The etiology of the chronic pancreatitis was alcoholic (77 %), idiopathic (18 %), or hereditary (5 %). Patients were followed up for a median period of 69 months (range 14 - 163 months) after study entry, including a median period of 27 months (range 12 - 126 months) after stent removal. The median duration of pancreatic stenting before stent removal was 23 months (range 2 - 134 months). After attempted definitive stent removal, 30 patients (30 %) required re-stenting within the first year of follow-up, at a median time of 5.5 months after stent removal (range 1 - 12 months), while in 70 patients (70 %) pain control remained adequate during that period. By the end of the follow-up period a total of 38 patients had required re-stenting and four ultimately underwent pancreaticojejunostomy. Pancreas divisum was the only factor significantly associated with a higher risk of re-stenting (P = 0.002).

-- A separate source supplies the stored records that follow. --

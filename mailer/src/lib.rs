//! Invoice emails: composition with tera, delivery over SMTP with lettre.

pub mod compose;
pub mod transport;

pub use compose::{InvoiceEmail, InvoiceEmailData, compose_invoice_email, invoice_link};
pub use transport::{InvoiceMailer, SmtpMailer};
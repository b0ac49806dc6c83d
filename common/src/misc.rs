use std::fmt;

use chrono::NaiveDateTime;
use serde::{Deserialize, Serialize};

use uuid::Uuid;

use crate::error::{AppError, Res};

/// Invoices a FREE user may own.
pub const FREE_PLAN_INVOICE_LIMIT: i64 = 1000;

#[derive(Debug, Serialize, Deserialize, Clone, Copy, PartialEq, Eq)]
#[serde(rename_all = "UPPERCASE")]
pub enum Plan {
    Free,
    Pro,
}

impl Plan {
    pub fn as_str(&self) -> &'static str {
        match self {
            Plan::Free => "FREE",
            Plan::Pro => "PRO",
        }
    }

    pub fn from_str(s: &str) -> Res<Self> {
        match s {
            "FREE" => Ok(Plan::Free),
            "PRO" => Ok(Plan::Pro),
            ps => Err(AppError::Internal(format!("Invalid plan: {}", ps))),
        }
    }

    /// Total invoices the plan allows, `None` when unlimited.
    pub fn invoice_limit(&self) -> Option<i64> {
        match self {
            Plan::Free => Some(FREE_PLAN_INVOICE_LIMIT),
            Plan::Pro => None,
        }
    }

    /// Fails when a user on this plan who already owns `current` invoices creates another one.
    pub fn ensure_can_create_invoice(&self, current: i64) -> Res<()> {
        match self.invoice_limit() {
            Some(limit) if current >= limit => Err(AppError::Forbidden(format!(
                "Free plan limit reached ({} invoices). Upgrade to Pro to create more invoices.",
                limit
            ))),
            _ => Ok(()),
        }
    }
}

impl fmt::Display for Plan {
    fn fmt(&self, f: &mut fmt::Formatter<'_>) -> fmt::Result {
        write!(f, "{}", self.as_str())
    }
}

/// Status shown to users. Only `Unpaid` and `Paid` are ever stored;
/// `Overdue` is derived on every read.
#[derive(Debug, Serialize, Deserialize, Clone, Copy, PartialEq, Eq)]
#[serde(rename_all = "UPPERCASE")]
pub enum InvoiceStatus {
    Unpaid,
    Paid,
    Overdue,
}

impl InvoiceStatus {
    pub fn as_str(&self) -> &'static str {
        match self {
            InvoiceStatus::Unpaid => "UNPAID",
            InvoiceStatus::Paid => "PAID",
            InvoiceStatus::Overdue => "OVERDUE",
        }
    }

    pub fn from_str(s: &str) -> Res<Self> {
        match s.to_uppercase().as_str() {
            "UNPAID" => Ok(InvoiceStatus::Unpaid),
            "PAID" => Ok(InvoiceStatus::Paid),
            "OVERDUE" => Ok(InvoiceStatus::Overdue),
            ps => Err(AppError::BadRequest(format!("Invalid invoice status: {}", ps))),
        }
    }

    /// Derives the displayed status from the stored one.
    pub fn derive(stored: &str, due_date: NaiveDateTime, now: NaiveDateTime) -> Self {
        match stored {
            "PAID" => InvoiceStatus::Paid,
            _ if due_date < now => InvoiceStatus::Overdue,
            _ => InvoiceStatus::Unpaid,
        }
    }
}

impl fmt::Display for InvoiceStatus {
    fn fmt(&self, f: &mut fmt::Formatter<'_>) -> fmt::Result {
        write!(f, "{}", self.as_str())
    }
}

#[derive(Debug, Serialize, Deserialize, Clone, Copy, PartialEq, Eq, Default)]
#[serde(rename_all = "snake_case")]
pub enum EmailSendOption {
    SendNow,
    #[default]
    SaveOnly,
    Schedule,
}

impl EmailSendOption {
    pub fn as_str(&self) -> &'static str {
        match self {
            EmailSendOption::SendNow => "send_now",
            EmailSendOption::SaveOnly => "save_only",
            EmailSendOption::Schedule => "schedule",
        }
    }

    pub fn from_str(s: &str) -> Res<Self> {
        match s {
            "send_now" => Ok(EmailSendOption::SendNow),
            "save_only" => Ok(EmailSendOption::SaveOnly),
            "schedule" => Ok(EmailSendOption::Schedule),
            ps => Err(AppError::BadRequest(format!(
                "Invalid email send option: {}",
                ps
            ))),
        }
    }
}

impl fmt::Display for EmailSendOption {
    fn fmt(&self, f: &mut fmt::Formatter<'_>) -> fmt::Result {
        write!(f, "{}", self.as_str())
    }
}

/// Short human-facing invoice number, e.g. `INV-3F2A9C1B`.
pub fn invoice_reference(id: &Uuid) -> String {
    let simple = id.simple().to_string();
    format!("INV-{}", simple[..8].to_uppercase())
}
use async_trait::async_trait;
use common::{
    env_config::SmtpConfig,
    error::{AppError, Res},
};
use db::models::smtp::UserSmtp;
use lettre::{
    Message, SmtpTransport, Transport,
    message::{Mailbox, MultiPart},
    transport::smtp::authentication::Credentials,
};

use crate::compose::InvoiceEmail;

/// Delivers composed invoice emails.
#[async_trait]
pub trait InvoiceMailer: Send + Sync {
    async fn send(&self, email: &InvoiceEmail) -> Res<()>;
}

/// Sends through the sender's own relay when they enabled one, otherwise
/// through the relay configured for the whole service.
pub struct SmtpMailer {
    default: SmtpConfig,
}

impl SmtpMailer {
    pub fn new(default: SmtpConfig) -> Self {
        SmtpMailer { default }
    }
}

#[derive(Debug, PartialEq)]
struct Relay {
    host: String,
    port: u16,
    username: String,
    password: String,
    secure: bool,
    from_email: String,
    from_name: String,
}

impl Relay {
    fn from_config(config: &SmtpConfig) -> Self {
        Relay {
            host: config.host.clone(),
            port: config.port,
            username: config.username.clone(),
            password: config.password.clone(),
            secure: config.secure,
            from_email: config.from_email.clone(),
            from_name: config.from_name.clone(),
        }
    }

    fn from_user(settings: &UserSmtp, default: &SmtpConfig) -> Res<Self> {
        let port = u16::try_from(settings.port)
            .map_err(|_| AppError::BadRequest(format!("Invalid SMTP port: {}", settings.port)))?;
        let pick = |value: &str, fallback: &str| {
            if value.trim().is_empty() {
                fallback.to_string()
            } else {
                value.to_string()
            }
        };
        Ok(Relay {
            host: settings.host.clone(),
            port,
            username: settings.username.clone(),
            password: settings.password.clone(),
            secure: settings.secure,
            from_email: pick(&settings.from_email, &default.from_email),
            from_name: pick(&settings.from_name, &default.from_name),
        })
    }
}

fn select_relay(default: &SmtpConfig, custom: Option<&UserSmtp>) -> Res<Relay> {
    match custom {
        Some(settings) if settings.use_custom => Relay::from_user(settings, default),
        _ => Ok(Relay::from_config(default)),
    }
}

fn build_transport(relay: &Relay) -> Res<SmtpTransport> {
    let host = relay.host.trim();
    if host.is_empty() {
        return Err(AppError::Internal(
            "SMTP is not configured: missing host".to_string(),
        ));
    }

    let mut builder = if relay.secure {
        // implicit TLS (SMTPS)
        SmtpTransport::relay(host)?.port(relay.port)
    } else if relay.port == 587 {
        SmtpTransport::starttls_relay(host)?.port(relay.port)
    } else {
        SmtpTransport::builder_dangerous(host).port(relay.port)
    };

    if !relay.username.trim().is_empty() {
        builder = builder.credentials(Credentials::new(
            relay.username.clone(),
            relay.password.clone(),
        ));
    }

    Ok(builder.build())
}

fn build_message(relay: &Relay, email: &InvoiceEmail) -> Res<Message> {
    let from = Mailbox::new(Some(relay.from_name.clone()), relay.from_email.parse()?);
    let to = Mailbox::new(Some(email.to_name.clone()), email.to_email.parse()?);

    let mut builder = Message::builder().from(from).to(to).subject(email.subject.clone());
    if let Some(reply_to) = email.reply_to.as_deref() {
        builder = builder.reply_to(Mailbox::new(None, reply_to.parse()?));
    }

    Ok(builder.multipart(MultiPart::alternative_plain_html(
        email.text.clone(),
        email.html.clone(),
    ))?)
}

#[async_trait]
impl InvoiceMailer for SmtpMailer {
    async fn send(&self, email: &InvoiceEmail) -> Res<()> {
        let relay = select_relay(&self.default, email.smtp.as_ref())?;
        let message = build_message(&relay, email)?;
        let transport = build_transport(&relay)?;

        // lettre's SmtpTransport is blocking
        tokio::task::spawn_blocking(move || transport.send(&message))
            .await
            .map_err(|e| AppError::Internal(format!("Mail task failed: {}", e)))??;

        log::info!(
            "Invoice {} emailed to {} via {}",
            email.invoice_id,
            email.to_email,
            relay.host
        );
        Ok(())
    }
}

#[cfg(test)]
mod tests {
    use chrono::Utc;
    use uuid::Uuid;

    use super::*;

    fn default_config() -> SmtpConfig {
        SmtpConfig {
            host: "smtp.paytrack.test".to_string(),
            port: 587,
            username: "service".to_string(),
            password: "secret".to_string(),
            secure: false,
            from_email: "noreply@paytrack.app".to_string(),
            from_name: "PayTrack".to_string(),
        }
    }

    fn user_smtp(use_custom: bool) -> UserSmtp {
        let now = Utc::now().naive_utc();
        UserSmtp {
            user_id: Uuid::new_v4(),
            host: "mail.janedoe.test".to_string(),
            port: 465,
            username: "jane".to_string(),
            password: "hunter22".to_string(),
            from_email: "jane@janedoe.test".to_string(),
            from_name: String::new(),
            secure: true,
            use_custom,
            created_at: now,
            updated_at: now,
        }
    }

    fn email() -> InvoiceEmail {
        InvoiceEmail {
            invoice_id: Uuid::new_v4(),
            to_email: "billing@acme.test".to_string(),
            to_name: "Acme".to_string(),
            reply_to: Some("jane@example.com".to_string()),
            subject: "Invoice from Jane Doe: USD 125.00".to_string(),
            html: "<p>hi</p>".to_string(),
            text: "hi".to_string(),
            smtp: None,
        }
    }

    #[test]
    fn custom_relay_is_used_only_when_enabled() {
        let config = default_config();

        let relay = select_relay(&config, Some(&user_smtp(true))).unwrap();
        assert_eq!(relay.host, "mail.janedoe.test");
        assert_eq!(relay.port, 465);
        assert!(relay.secure);
        assert_eq!(relay.from_email, "jane@janedoe.test");
        // blank from name falls back to the service default
        assert_eq!(relay.from_name, "PayTrack");

        let relay = select_relay(&config, Some(&user_smtp(false))).unwrap();
        assert_eq!(relay, Relay::from_config(&config));

        let relay = select_relay(&config, None).unwrap();
        assert_eq!(relay.host, "smtp.paytrack.test");
    }

    #[test]
    fn out_of_range_port_is_rejected() {
        let mut settings = user_smtp(true);
        settings.port = 70000;
        let err = select_relay(&default_config(), Some(&settings)).unwrap_err();
        assert!(matches!(err, AppError::BadRequest(_)));
    }

    #[test]
    fn missing_host_means_mail_is_not_configured() {
        let mut relay = Relay::from_config(&default_config());
        relay.host = "  ".to_string();
        let err = build_transport(&relay).unwrap_err();
        assert!(err.to_string().contains("SMTP is not configured"));
    }

    #[test]
    fn message_carries_sender_reply_to() {
        let relay = Relay::from_config(&default_config());
        let message = build_message(&relay, &email()).unwrap();
        let raw = String::from_utf8(message.formatted()).unwrap();
        assert!(raw.contains("noreply@paytrack.app"));
        assert!(raw.contains("Reply-To: jane@example.com"));
        assert!(raw.contains("billing@acme.test"));
    }

    #[test]
    fn invalid_recipient_is_a_bad_request() {
        let relay = Relay::from_config(&default_config());
        let mut email = email();
        email.to_email = "not-an-address".to_string();
        let err = build_message(&relay, &email).unwrap_err();
        assert!(matches!(err, AppError::Address(_)));
    }
}
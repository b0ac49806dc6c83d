use actix_session::Session;
use actix_web::{Responder, get};
use common::error::{AppError, Res};
use common::http::Success;
use db::models::user::User;
use serde_json::json;

/// Returns the token and user stored in the cookie session by sign-in.
///
/// # Output
/// - Success: `{ token, user }`
/// - Error: 401 Unauthorized if no session exists
#[get("/session")]
async fn get_session(session: Session) -> Res<impl Responder> {
    let user = session
        .get::<User>("user")
        .map_err(|_| AppError::BadRequest("Session user error".to_string()))?
        .ok_or_else(|| AppError::Unauthorized("No user data found".to_string()))?;
    let token = session
        .get::<String>("token")
        .map_err(|_| AppError::BadRequest("Session token error".to_string()))?
        .ok_or_else(|| AppError::Unauthorized("No session token found".to_string()))?;

    Success::ok(json!({
        "token": token,
        "user": user,
    }))
}
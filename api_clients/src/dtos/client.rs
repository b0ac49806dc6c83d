use api_invoices::dtos::invoice::InvoiceView;
use db::models::client::Client;
use serde::{Deserialize, Serialize};

#[derive(Debug, Deserialize)]
pub struct CreateClientRequest {
    pub name: String,
    pub email: String,
}

#[derive(Debug, Serialize)]
pub struct ClientDetail {
    #[serde(flatten)]
    pub client: Client,
    pub invoices: Vec<InvoiceView>,
}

The majority (70 %) of patients with severe chronic pancreatitis who respond to pancreatic stenting maintain this response after definitive stent removal. However, a significantly higher re-stenting rate was observed in patients with chronic pancreatitis and pancreas divisum.
尽管已证实胰管支架置入术在重度慢性胰腺炎的症状管理中有效,但支架取出后的长期疗效尚未得到充分评估。
共有100例重度慢性胰腺炎伴胰管狭窄患者(75例男性,25例女性;中位年龄49岁)使用聚乙烯胰管支架成功治疗胰性疼痛,并在支架取出后至少随访1年。支架根据需要进行更换(疼痛复发时),并根据临床和内镜检查结果尝试进行最终的支架取出。回顾性评估临床变量作为再次置入支架的潜在预测因素。
慢性胰腺炎的病因是酒精性(77%)、特发性(18%)或遗传性(5%)。研究入组后患者的中位随访时间为69个月(范围14 - 163个月),其中支架取出后的中位随访时间为27个月(范围12 - 126个月)。支架取出前胰管支架置入的中位持续时间为23个月(范围2 - 134个月)。在尝试进行最终的支架取出后,30例患者(30%)在随访的第一年需要再次置入支架,中位时间为支架取出后5.5个月(范围1 - 12个月),而70例患者(70%)在此期间疼痛控制良好。到随访期结束时,共有38例患者需要再次置入支架,4例最终接受了胰空肠吻合术。胰腺分裂是与再次置入支架风险较高显著相关的唯一因素(P = 0.002)。
大多数(70%)对胰管支架置入有反应的重度慢性胰腺炎患者在最终支架取出后仍保持这种反应。然而,慢性胰腺炎合并胰腺分裂的患者再次置入支架的发生率明显更高。